One Of The Worst Superhero Movies Ever Is Tubi's Latest Obsession

You could make a case that Stephen Norrington's "Blade" was ground zero for the Marvel Cinematic Universe's unprecedented blockbuster run. Though it hit theaters in 1998, 11 years before the release of "Iron Man," if you grew up reading comic books, you could sense a kindred charge from your fellow moviegoers the second Snipes got on with his vampire-killing business. This wasn't Tim Burton's "Batman," which used Frank Miller's "The Dark Knight Returns" as window dressing; Norrington's "Blade" possessed the swagger and lethality of the character created by Marv Wolfman and Gene Colan.

Norrington immediately became a fan-favorite filmmaker (his reputation bolstered by "Blade" becoming one of the first must-own DVDs as the medium caught fire), which led a significant contingent of geeks to lobby for him to direct everything from "X-Men" to "Spider-Man." When he finally alit on "The League of Extraordinary Gentlemen," an adaptation of Alan Moore and Kevin O'Neill's loopy comic book mash-up that brought together such genre characters as Allan Quatermain, Dr. Jekyll and Mr. Hyde, Mina Harker, the Invisible Man and Captain Nemo, I thought his gift for world building might take this burgeoning big-screen genre in an unexpected direction.

Norrington certainly did the unexpected with "The League of Extraordinary Gentlemen." The "Blade" director ended two careers on this movie. It also grossed a distressingly light $179 million against a $78 million budget. But yesterday's disasters are sometimes ripe for rediscovery decades later. Is this one of those cases? Tubi subscribers are inexplicably keen to find out!

An extraordinary failure in a league of its own

When 20th Century Fox released "The League of Extraordinary Gentlemen," the studio was probably hoping to draw an opening weekend split with Disney's based-on-an-amusement-park-ride dice-throw "Pirates of the Caribbean: The Curse of the Black Pearl." The latter was initially treated as an industry joke due to its choice of source material, but once the studio began screening the movie for critics, it was clear Gore Verbinski had delivered a crowd-pleasing romp.

Fox, unfortunately, had a stinker on its hands. Norrington and credited screenwriter James Dale Robinson used many of the same characters that Moore and O'Neill employed in their extravagant adventure, but they whiffed on the tone. It wasn't clever, it wasn't fun, and it looked like star Sean Connery wanted to run screaming from the set in every scene.
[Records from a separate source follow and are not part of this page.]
mod address;
mod chains;
mod hook_type;
mod limits;
mod network;
mod new_token;
mod project_name;
mod project_type;
mod tokens;

pub use address::{EvmAddress, OwnerOpt};
pub use chains::ChainsOpt;
pub use hook_type::{HookOpt, Hooks};
pub use limits::{LimitsOpt, TokenLimitArg};
pub use network::NetworkOpt;
pub use new_token::{NewTokenInfo, NewTokenOpt};
pub use project_name::{ProjectName, ProjectNameOpt};
pub use project_type::{ProjectType, ProjectTypeOpt};
pub use tokens::TokensOpt;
Factor in loads of unfinished visual f/x, and the film was one big middle finger to moviegoers.

Even though the film holds a 17% rating at Rotten Tomatoes, according to FlixPatrol, Tubi viewers have made "The League of Extraordinary Gentlemen" the second most popular movie on the streaming platform. Maybe it plays better as distracted viewing, but that's hardly a recommendation. All that matters is that the film drove Connery into retirement and caused Norrington to claim he'd never direct another movie. The latter was attached to a remake of "The Crow" for a while in the late 2000s, but this never came to fruition. But don't let that stop you from giving "The League of Extraordinary Gentlemen" a whirl on Tubi!